• **TASK**
Every line of the data below needs to be reproduced exactly.

[Saved entries]

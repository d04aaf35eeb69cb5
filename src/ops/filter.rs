//! Filtering: keeps the entries accepted by a predicate.

use crate::builder::{Builder, Fork};
use crate::hash::Level;
use crate::node::{Content, NodeRef};

/// Keeps the entries of the subtree at `level` for which `keep` returns
/// `true`. Untouched subtrees are shared with the source.
///
/// Returns `None` when every entry is kept.
pub fn filter<K, V, F>(level: Level, node: &NodeRef<K, V>, keep: &mut F) -> Option<Builder<K, V>>
where
    K: Clone,
    V: Clone,
    F: FnMut(&K, &V) -> bool,
{
    if node.is_collision() {
        return Builder::copy_collisions(level, node, |entry| keep(&entry.key, &entry.value));
    }
    let mut fork = Fork::new(level, node);
    for bucket in node.occupancy() {
        match node.content(bucket) {
            Content::Item(_, entry) => {
                if keep(&entry.key, &entry.value) {
                    fork.keep(bucket);
                } else {
                    fork.discard(bucket);
                }
            }
            Content::Child(_, child) => match filter(level.descend(), child, keep) {
                None => fork.keep(bucket),
                Some(branch) => fork.edit(bucket).add_new_child_branch(bucket, branch),
            },
            Content::Empty => {}
        }
    }
    fork.finish()
}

• **PROBLEM SOLUTION**
repository d04aaf35eeb69cb5
filename src/ops/filter.rs
//! Filtering: keeps the entries accepted by a predicate.

use crate::builder::{Builder, Fork};
use crate::hash::Level;
use crate::node::{Content, NodeRef};

/// Keeps the entries of the subtree at `level` for which `keep` returns
/// `true`. Untouched subtrees are shared with the source.
///
/// Returns `None` when every entry is kept.
pub fn filter<K, V, F>(level: Level, node: &NodeRef<K, V>, keep: &mut F) -> Option<Builder<K, V>>
where
    K: Clone,
    V: Clone,
    F: FnMut(&K, &V) -> bool,
{
    if node.is_collision() {
        return Builder::copy_collisions(level, node, |entry| keep(&entry.key, &entry.value));
    }
    let mut fork = Fork::new(level, node);
    for bucket in node.occupancy() {
        match node.content(bucket) {
            Content::Item(_, entry) => {
                if keep(&entry.key, &entry.value) {
                    fork.keep(bucket);
                } else {
                    fork.discard(bucket);
                }
            }
            Content::Child(_, child) => match filter(level.descend(), child, keep) {
                None => fork.keep(bucket),
                Some(branch) => fork.edit(bucket).add_new_child_branch(bucket, branch),
            },
            Content::Empty => {}
        }
    }
    fork.finish()
}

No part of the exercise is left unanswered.